Jack: This is the cool part. Change is coming – in fact it’s here. We can no longer talk about reports in the traditional sense. Rather, we’re seeing that the iPad and digital devices have brought new ways to package and display content. We’re seeing livelier discussions through social media. All of this means identifying new types of tags and metadata to identify new kinds information.

And it’s not coincidental. New generations who have grown up with this technology – whether on the commercial or the consumer side – are forcing change. They’re less likely to read a newspaper or read a PDF, so they’re a driving force behind how research is packaged and delivered and, consequently, how it has to be managed. Research ideas have to be brought to bear all sorts of ways because the new model isn’t about just about print and PDFs anymore.

Julie: How does RIXML work with the investment community to teach analysts about — and keep them up to speed with — the concepts that are behind new ways of engaging their customers through investment reporting?

Jack: Regarding the technology itself, dedicated staff from large sell-side firms participate in the conversations and discussion — for example in our Emerging Technology Group — so their analysts can focus on research and rendering opinions.

Smaller firms rely on third parties to, as I say, “RIXML-ize” their content and provide applications for tagging content.
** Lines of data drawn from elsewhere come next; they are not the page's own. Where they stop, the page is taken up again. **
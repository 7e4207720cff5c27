//! Registration descriptors for injectable types
//!
//! Rust has no runtime reflection, so every type that should be bound
//! automatically describes itself with a [`TypeInfo`]: its constructors, its
//! injectable fields and methods, its markers and its declared supertype.
//! Descriptors are registered on the builder and scanned on first access.
//!
//! ```
//! use std::sync::Arc;
//! use hearth_di::standard::inject;
//! use hearth_di::{ConstructorInfo, Injectable, ParameterInfo, TypeInfo};
//!
//! struct Engine;
//! struct Car {
//! 	engine: Arc<Engine>,
//! }
//!
//! impl Injectable for Engine {
//! 	fn type_info() -> TypeInfo {
//! 		TypeInfo::builder::<Engine>()
//! 			.constructor(ConstructorInfo::new(|_| Ok(Engine)))
//! 			.build()
//! 	}
//! }
//!
//! impl Injectable for Car {
//! 	fn type_info() -> TypeInfo {
//! 		TypeInfo::builder::<Car>()
//! 			.constructor(
//! 				ConstructorInfo::new(|args| Ok(Car { engine: args.instance(0)? }))
//! 					.param(ParameterInfo::of::<Engine>())
//! 					.marked(inject()),
//! 			)
//! 			.build()
//! 	}
//! }
//! ```

use std::any::Any;
use std::collections::HashMap;
use std::fmt;
use std::marker::PhantomData;
use std::sync::Arc;

use tracing::debug;

use crate::dependency::{Argument, Arguments, DeclaredType};
use crate::error::BoxError;
use crate::identifier::TypeKey;
use crate::instance::Instance;
use crate::marker::Marker;

/// Erased reference to a concrete value
pub(crate) type AnyRef<'a> = &'a (dyn Any + Send + Sync);

pub(crate) type ConstructFn = Arc<dyn Fn(Arguments) -> Result<Instance, BoxError> + Send + Sync>;
pub(crate) type FieldFn = Arc<dyn Fn(AnyRef<'_>, Argument) -> Result<(), BoxError> + Send + Sync>;
pub(crate) type MethodFn = Arc<dyn Fn(AnyRef<'_>, Arguments) -> Result<(), BoxError> + Send + Sync>;
pub(crate) type Upcast = Arc<dyn for<'a> Fn(AnyRef<'a>) -> Option<AnyRef<'a>> + Send + Sync>;
pub(crate) type Receiver = fn(&Instance) -> Option<AnyRef<'_>>;

/// Visibility of a member, as seen by the injector.
#[derive(Debug, Clone, Copy, PartialEq, Eq, Hash, Default)]
pub enum Visibility {
	#[default]
	Public,
	Protected,
	/// Visible within the declaring module only
	PackagePrivate,
	Private,
}

/// Types that can be bound automatically.
pub trait Injectable: Send + Sync + Sized + 'static {
	fn type_info() -> TypeInfo;
}

/// A constructor, field-setter or method parameter.
#[derive(Debug, Clone)]
pub struct ParameterInfo {
	declared: DeclaredType,
	markers: Vec<Marker>,
}

impl ParameterInfo {
	pub fn new(declared: DeclaredType) -> Self {
		Self {
			declared,
			markers: Vec::new(),
		}
	}

	/// Plain instance parameter of type `T`
	pub fn of<T: ?Sized + 'static>() -> Self {
		Self::new(DeclaredType::of::<T>())
	}

	pub fn marked(mut self, marker: Marker) -> Self {
		self.markers.push(marker);
		self
	}

	pub fn declared_type(&self) -> &DeclaredType {
		&self.declared
	}

	pub fn markers(&self) -> &[Marker] {
		&self.markers
	}
}

/// A way of constructing a value of the described type.
#[derive(Clone)]
pub struct ConstructorInfo {
	name: &'static str,
	visibility: Visibility,
	markers: Vec<Marker>,
	parameters: Vec<ParameterInfo>,
	construct: ConstructFn,
}

impl ConstructorInfo {
	pub fn new<T, F>(construct: F) -> Self
	where
		T: Send + Sync + 'static,
		F: Fn(Arguments) -> Result<T, BoxError> + Send + Sync + 'static,
	{
		Self {
			name: "new",
			visibility: Visibility::Public,
			markers: Vec::new(),
			parameters: Vec::new(),
			construct: Arc::new(move |arguments| {
				construct(arguments).map(|value| Instance::new(Arc::new(value)))
			}),
		}
	}

	pub fn named(mut self, name: &'static str) -> Self {
		self.name = name;
		self
	}

	pub fn visibility(mut self, visibility: Visibility) -> Self {
		self.visibility = visibility;
		self
	}

	pub fn param(mut self, parameter: ParameterInfo) -> Self {
		self.parameters.push(parameter);
		self
	}

	pub fn marked(mut self, marker: Marker) -> Self {
		self.markers.push(marker);
		self
	}

	pub fn name(&self) -> &'static str {
		self.name
	}

	pub(crate) fn visibility_of(&self) -> Visibility {
		self.visibility
	}

	pub(crate) fn markers(&self) -> &[Marker] {
		&self.markers
	}

	pub(crate) fn parameters(&self) -> &[ParameterInfo] {
		&self.parameters
	}

	pub(crate) fn construct_fn(&self) -> ConstructFn {
		Arc::clone(&self.construct)
	}
}

impl fmt::Debug for ConstructorInfo {
	fn fmt(&self, f: &mut fmt::Formatter<'_>) -> fmt::Result {
		f.debug_struct("ConstructorInfo")
			.field("name", &self.name)
			.field("visibility", &self.visibility)
			.field("markers", &self.markers)
			.field("parameters", &self.parameters)
			.finish_non_exhaustive()
	}
}

/// A field that can receive an injected value.
///
/// Setters receive `&T`, so fields use interior mutability.
#[derive(Clone)]
pub struct FieldInfo {
	name: &'static str,
	declaring: TypeKey,
	declared: DeclaredType,
	visibility: Visibility,
	is_static: bool,
	is_final: bool,
	markers: Vec<Marker>,
	set: FieldFn,
}

impl FieldInfo {
	pub fn new<T, F>(name: &'static str, declared: DeclaredType, set: F) -> Self
	where
		T: Send + Sync + 'static,
		F: Fn(&T, Argument) -> Result<(), BoxError> + Send + Sync + 'static,
	{
		Self {
			name,
			declaring: TypeKey::of::<T>(),
			declared,
			visibility: Visibility::Public,
			is_static: false,
			is_final: false,
			markers: Vec::new(),
			set: Arc::new(move |receiver: AnyRef<'_>, value: Argument| {
				let this = receiver
					.downcast_ref::<T>()
					.ok_or_else(|| receiver_mismatch::<T>(name))?;
				set(this, value)
			}),
		}
	}

	pub fn visibility(mut self, visibility: Visibility) -> Self {
		self.visibility = visibility;
		self
	}

	/// Declares the field as static: injected at most once per container.
	pub fn static_member(mut self) -> Self {
		self.is_static = true;
		self
	}

	/// Declares the field as final: marking it for injection is an error.
	pub fn final_member(mut self) -> Self {
		self.is_final = true;
		self
	}

	pub fn marked(mut self, marker: Marker) -> Self {
		self.markers.push(marker);
		self
	}

	pub fn name(&self) -> &'static str {
		self.name
	}

	pub(crate) fn declaring(&self) -> TypeKey {
		self.declaring
	}

	pub(crate) fn declared_type(&self) -> &DeclaredType {
		&self.declared
	}

	pub(crate) fn visibility_of(&self) -> Visibility {
		self.visibility
	}

	pub(crate) fn is_static(&self) -> bool {
		self.is_static
	}

	pub(crate) fn is_final(&self) -> bool {
		self.is_final
	}

	pub(crate) fn markers(&self) -> &[Marker] {
		&self.markers
	}

	pub(crate) fn set_fn(&self) -> FieldFn {
		Arc::clone(&self.set)
	}
}

impl fmt::Debug for FieldInfo {
	fn fmt(&self, f: &mut fmt::Formatter<'_>) -> fmt::Result {
		f.debug_struct("FieldInfo")
			.field("name", &self.name)
			.field("declaring", &self.declaring)
			.field("declared", &self.declared)
			.field("visibility", &self.visibility)
			.field("is_static", &self.is_static)
			.field("is_final", &self.is_final)
			.finish_non_exhaustive()
	}
}

/// A method that can be invoked with injected arguments.
#[derive(Clone)]
pub struct MethodInfo {
	name: &'static str,
	declaring: TypeKey,
	visibility: Visibility,
	is_static: bool,
	is_abstract: bool,
	markers: Vec<Marker>,
	parameters: Vec<ParameterInfo>,
	invoke: MethodFn,
}

impl MethodInfo {
	pub fn new<T, F>(name: &'static str, invoke: F) -> Self
	where
		T: Send + Sync + 'static,
		F: Fn(&T, Arguments) -> Result<(), BoxError> + Send + Sync + 'static,
	{
		Self {
			name,
			declaring: TypeKey::of::<T>(),
			visibility: Visibility::Public,
			is_static: false,
			is_abstract: false,
			markers: Vec::new(),
			parameters: Vec::new(),
			invoke: Arc::new(move |receiver: AnyRef<'_>, arguments: Arguments| {
				let this = receiver
					.downcast_ref::<T>()
					.ok_or_else(|| receiver_mismatch::<T>(name))?;
				invoke(this, arguments)
			}),
		}
	}

	/// An abstract method declaration. Abstract methods are never injected but
	/// still take part in override tracking.
	pub fn abstract_method<T: Send + Sync + 'static>(name: &'static str) -> Self {
		let mut method = Self::new::<T, _>(name, |_, _| Ok(()));
		method.is_abstract = true;
		method
	}

	pub fn visibility(mut self, visibility: Visibility) -> Self {
		self.visibility = visibility;
		self
	}

	/// Declares the method as static: injected at most once per container.
	pub fn static_member(mut self) -> Self {
		self.is_static = true;
		self
	}

	pub fn param(mut self, parameter: ParameterInfo) -> Self {
		self.parameters.push(parameter);
		self
	}

	pub fn marked(mut self, marker: Marker) -> Self {
		self.markers.push(marker);
		self
	}

	pub fn name(&self) -> &'static str {
		self.name
	}

	pub(crate) fn declaring(&self) -> TypeKey {
		self.declaring
	}

	pub(crate) fn visibility_of(&self) -> Visibility {
		self.visibility
	}

	pub(crate) fn is_static(&self) -> bool {
		self.is_static
	}

	pub(crate) fn is_abstract(&self) -> bool {
		self.is_abstract
	}

	pub(crate) fn markers(&self) -> &[Marker] {
		&self.markers
	}

	pub(crate) fn parameters(&self) -> &[ParameterInfo] {
		&self.parameters
	}

	pub(crate) fn invoke_fn(&self) -> MethodFn {
		Arc::clone(&self.invoke)
	}
}

impl fmt::Debug for MethodInfo {
	fn fmt(&self, f: &mut fmt::Formatter<'_>) -> fmt::Result {
		f.debug_struct("MethodInfo")
			.field("name", &self.name)
			.field("declaring", &self.declaring)
			.field("visibility", &self.visibility)
			.field("is_static", &self.is_static)
			.field("is_abstract", &self.is_abstract)
			.field("parameters", &self.parameters)
			.finish_non_exhaustive()
	}
}

/// The declared supertype of a described type.
#[derive(Clone)]
pub(crate) struct Supertype {
	pub(crate) describe: fn() -> TypeInfo,
	pub(crate) upcast: Upcast,
}

/// Descriptor of an injectable type.
#[derive(Clone)]
pub struct TypeInfo {
	key: TypeKey,
	module_path: &'static str,
	is_abstract: bool,
	markers: Vec<Marker>,
	constructors: Vec<ConstructorInfo>,
	fields: Vec<FieldInfo>,
	methods: Vec<MethodInfo>,
	supertype: Option<Supertype>,
	receiver: Receiver,
}

impl TypeInfo {
	pub fn builder<T: Send + Sync + 'static>() -> TypeInfoBuilder<T> {
		TypeInfoBuilder::new()
	}

	pub fn key(&self) -> TypeKey {
		self.key
	}

	/// Module the type is declared in. Package-private methods only override
	/// methods declared in the same module.
	pub fn module_path(&self) -> &'static str {
		self.module_path
	}

	pub fn is_abstract(&self) -> bool {
		self.is_abstract
	}

	pub fn markers(&self) -> &[Marker] {
		&self.markers
	}

	pub fn constructors(&self) -> &[ConstructorInfo] {
		&self.constructors
	}

	pub fn fields(&self) -> &[FieldInfo] {
		&self.fields
	}

	pub fn methods(&self) -> &[MethodInfo] {
		&self.methods
	}

	pub(crate) fn supertype(&self) -> Option<&Supertype> {
		self.supertype.as_ref()
	}

	pub(crate) fn receiver(&self) -> Receiver {
		self.receiver
	}
}

impl fmt::Debug for TypeInfo {
	fn fmt(&self, f: &mut fmt::Formatter<'_>) -> fmt::Result {
		f.debug_struct("TypeInfo")
			.field("key", &self.key)
			.field("module_path", &self.module_path)
			.field("is_abstract", &self.is_abstract)
			.field("markers", &self.markers)
			.field("constructors", &self.constructors)
			.field("fields", &self.fields)
			.field("methods", &self.methods)
			.field("has_supertype", &self.supertype.is_some())
			.finish()
	}
}

/// Builder for [`TypeInfo`].
pub struct TypeInfoBuilder<T> {
	info: TypeInfo,
	_marker: PhantomData<fn() -> T>,
}

impl<T: Send + Sync + 'static> TypeInfoBuilder<T> {
	fn new() -> Self {
		let key = TypeKey::of::<T>();
		let module_path = key.name().rsplit_once("::").map_or("", |(path, _)| path);
		Self {
			info: TypeInfo {
				key,
				module_path,
				is_abstract: false,
				markers: Vec::new(),
				constructors: Vec::new(),
				fields: Vec::new(),
				methods: Vec::new(),
				supertype: None,
				receiver: receiver_of::<T>,
			},
			_marker: PhantomData,
		}
	}

	/// Overrides the module path derived from the type name.
	pub fn in_module(mut self, module_path: &'static str) -> Self {
		self.info.module_path = module_path;
		self
	}

	/// Declares the type abstract: it is never bound automatically.
	pub fn abstract_type(mut self) -> Self {
		self.info.is_abstract = true;
		self
	}

	pub fn marked(mut self, marker: Marker) -> Self {
		self.info.markers.push(marker);
		self
	}

	/// Declares `S` as the supertype, reachable from `T` through `upcast`.
	///
	/// Members of `S` are injected into every constructed `T`, before the
	/// members of `T`.
	pub fn extends<S: Injectable>(mut self, upcast: fn(&T) -> &S) -> Self {
		self.info.supertype = Some(Supertype {
			describe: S::type_info,
			upcast: erase_upcast(upcast),
		});
		self
	}

	pub fn constructor(mut self, constructor: ConstructorInfo) -> Self {
		self.info.constructors.push(constructor);
		self
	}

	pub fn field(mut self, field: FieldInfo) -> Self {
		self.info.fields.push(field);
		self
	}

	pub fn method(mut self, method: MethodInfo) -> Self {
		self.info.methods.push(method);
		self
	}

	pub fn build(self) -> TypeInfo {
		self.info
	}
}

fn receiver_of<T: Send + Sync + 'static>(instance: &Instance) -> Option<AnyRef<'_>> {
	instance.concrete::<T>().map(|value| value as AnyRef<'_>)
}

fn erase_upcast<T, S>(upcast: fn(&T) -> &S) -> Upcast
where
	T: Send + Sync + 'static,
	S: Send + Sync + 'static,
{
	Arc::new(constrain_upcast(move |receiver: AnyRef<'_>| {
		receiver
			.downcast_ref::<T>()
			.map(|value| upcast(value) as AnyRef<'_>)
	}))
}

fn constrain_upcast<F>(upcast: F) -> F
where
	F: for<'a> Fn(AnyRef<'a>) -> Option<AnyRef<'a>>,
{
	upcast
}

fn receiver_mismatch<T>(member: &str) -> BoxError {
	format!(
		"member {} declared on {} was invoked on a different type",
		member,
		std::any::type_name::<T>()
	)
	.into()
}

/// Types registered for automatic binding.
#[derive(Debug, Clone, Default)]
pub(crate) struct TypeCatalog {
	types: HashMap<TypeKey, Arc<TypeInfo>>,
}

impl TypeCatalog {
	pub(crate) fn new() -> Self {
		Self::default()
	}

	/// Registers `info`; the first registration of a type wins.
	pub(crate) fn insert(&mut self, info: TypeInfo) {
		let key = info.key();
		if self.types.contains_key(&key) {
			debug!("Type {} is already registered; keeping the first registration", key);
			return;
		}
		self.types.insert(key, Arc::new(info));
	}

	pub(crate) fn get(&self, key: &TypeKey) -> Option<Arc<TypeInfo>> {
		self.types.get(key).cloned()
	}

	pub(crate) fn len(&self) -> usize {
		self.types.len()
	}
}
But for the analysts themselves and how they’ll adopt new ways of engaging clients? Ultimately the consumer who’s demanding content be delivered faster and in different ways, who says the best way to get to me is through these new social and digital channels, will get the analysts on board.

Something else I see happening with social media, the iPad, and new ways of communicating on an individual level is that marquis analysts may selectively market models and content through these new channels for selective clients and business. We’ll see firms testing these new ideas by offering a slice of a product. The legal and compliance frameworks will need to evolve along with these new marketing strategies.

Julie: Tell us more about the types of tags that you’re identifying and what’s next for the standards.

Jack: Probably the best example I can give you stems from some of the unfortunate catastrophic events the world has witnessed recently, whether the devastating earthquake and tsunami in Japan, the Gulf oil spill, or the deadly tornadoes here in the U.S. We’re living in an information-intensive world, and people want to know what the experts are saying about the impact and consequences of these events. For example, what companies provide the robotics required to address the Gulf oil spill? Who’s providing opinions and insight into this industry?

In order to help identify this information so it can be found easily, we’ve developed the concept of “spot tags.” Spot tags mark information that usually has a short shelf life because it fades as the next wave of information hits. This is in contrast to standard types of research content and their tags you’d find in and associated with regular research reports. We’re trying to take what was rigid and make it nimble, not waiting for new taxonomies or schemas but providing useful tools and methods that can be used in direct response to the demand for opinions, insights, and advice.

We’re also discussing how to use hash tags and QR, or Quick Reference, codes, still more ways to distinguish content so it can be easily found.

Julie: What do you recommend research analysts do? How can they become involved to advance standards for the investment community?

Jack: What we’re seeing is so powerful that analysts themselves will adopt new ways of engaging clients as the technology becomes accessible to support it. They’re in dialogue with their clients which naturally reinforces how things are changing.

The next steps for are member events for continued exploration of emerging technologies and how they can be applied to investment research along with work over the summer to build out use cases for what new packaging of research might look like.

While the pace of change is constant and exciting, it’s not break-though stuff. Really what we’re doing is finding better ways to leverage what firms already have, which is why I like to say that RIXML doesn’t guarantee you’ll do better research, but we do guarantee better structure to find research.